Awards and Recognition
2014 Next Generation Indie Book Awards – Finalist
2013 New England Book Festival – Honorable Mention
2013 London Book Festival – Honorable Mention
In Saving Sight, Dr. Andrew Lam describes his life as a surgeon in vivid detail and brings readers into the operating room to share the constant risks, high expectations, and occasional triumphs that accompany him there. This is an unflinching, gritty look at a surgeon’s approach to eye trauma, cataracts, LASIK, retinal detachments, macular degeneration and more. In addition, the author blends his experiences with the uplifting stories of doctors whose inventions make saving sight possible, including:

Sir Harold Ridley – a British doctor whose serendipitous encounter with an RAF pilot during the Battle of Britain led to his invention of the artificial intraocular lens. Click here to learn more about the Ridley Eye Foundation, a charity he started in 1967.

Charles Kelman – An American ophthalmologist whose trip to the dentist sparked an epiphany that resulted in the invention of phacoemulsification – the modern method of cataract removal and most commonly performed surgery in the world today. Click here for an informative PBS video about his life.
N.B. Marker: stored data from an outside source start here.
// Literal decoding: token lexemes to runtime values.
// The scanner validates shape; these functions produce the values and strip
// string delimiters.

pub enum NumberResult {
    Int(i64),
    Float(f64),
}

pub fn parse_int_token_value(num_text: &str) -> Result<NumberResult, String> {
    if let Some(hex) = num_text
        .strip_prefix("0x")
        .or_else(|| num_text.strip_prefix("0X"))
    {
        // hex literals wrap through the unsigned 64-bit range, so
        // 0xFFFFFFFFFFFFFFFF reads back as -1
        return match u64::from_str_radix(hex, 16) {
            Ok(value) => Ok(NumberResult::Int(value as i64)),
            Err(_) => Err(format!("malformed hexadecimal literal '{}'", num_text)),
        };
    }

    match num_text.parse::<i64>() {
        Ok(value) => Ok(NumberResult::Int(value)),
        Err(e) => {
            if matches!(
                e.kind(),
                std::num::IntErrorKind::NegOverflow | std::num::IntErrorKind::PosOverflow
            ) {
                // decimal overflow falls back to a float
                match num_text.parse::<f64>() {
                    Ok(f) => Ok(NumberResult::Float(f)),
                    Err(_) => Err(format!("malformed number '{}'", num_text)),
                }
            } else {
                Err(format!("malformed number '{}'", num_text))
            }
        }
    }
}

pub fn parse_float_token_value(num_text: &str) -> Result<f64, String> {
    num_text
        .parse::<f64>()
        .map_err(|_| format!("malformed number '{}'", num_text))
}

/// Strip the delimiters from a string lexeme and decode its logical content.
/// Quoted strings lose their outer quotes and have escapes decoded; long
/// strings lose the bracket pairs and keep their content verbatim apart from
/// an immediate leading line break.
pub fn parse_string_token_value(text: &str) -> Result<String, String> {
    if text.starts_with('[') {
        long_string_value(text)
    } else {
        quoted_string_value(text)
    }
}

fn long_string_value(text: &str) -> Result<String, String> {
    let equal_num = text[1..].bytes().take_while(|&b| b == b'=').count();
    let open = equal_num + 2;
    let close = text.len() - open;
    if close < open {
        return Err("malformed long string".to_string());
    }

    let mut content = &text[open..close];

    // a line break right after the opening bracket is not part of the content
    if let Some(rest) = content.strip_prefix("\r\n").or_else(|| {
        content
            .strip_prefix('\n')
            .or_else(|| content.strip_prefix('\r'))
    }) {
        content = rest;
    }

    Ok(content.to_string())
}

fn quoted_string_value(text: &str) -> Result<String, String> {
    let mut result = String::with_capacity(text.len().saturating_sub(2));
    let mut chars = text.chars().peekable();
    let delimiter = chars.next().ok_or("empty string lexeme")?;

    while let Some(c) = chars.next() {
        if c == delimiter {
            break;
        }
        if c != '\\' {
            result.push(c);
            continue;
        }

        let Some(escaped) = chars.next() else {
            return Err("malformed string".to_string());
        };
        match escaped {
            'a' => result.push('\u{0007}'),
            'b' => result.push('\u{0008}'),
            'f' => result.push('\u{000C}'),
            'n' => result.push('\n'),
            'r' => result.push('\r'),
            't' => result.push('\t'),
            'v' => result.push('\u{000B}'),
            '\\' | '\'' | '\"' => result.push(escaped),
            // an escaped line break stands for a newline; a \r\n or \n\r
            // pair is one logical break
            '\n' | '\r' => {
                if let Some(&next) = chars.peek() {
                    if (escaped == '\r' && next == '\n')
                        || (escaped == '\n' && next == '\r')
                    {
                        chars.next();
                    }
                }
                result.push('\n');
            }
            _ => {
                return Err(format!("invalid escape sequence '\\{}'", escaped));
            }
        }
    }

    Ok(result)
}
Charles Schepens – The Belgian inventor of the instrument that permits full visualization of the retina, who was first a Resistance hero in France during World War II.

Arnall Patz – A man whose peculiar observation in the NICU, while still only a resident-in-training, led to treatments that saved the sight of countless premature babies.

Judah Folkman – The Harvard surgeon who endured years of ridicule for his theory of angiogenesis – a theory that later led to sight-saving treatments for macular degeneration.

Louis Braille – The poignant story of the boy who suffered repeated defeats and died completely unknown, but whose dot system ultimately opened the world of books to the blind.

PLUS – the remarkable innovators who invented refractive surgery.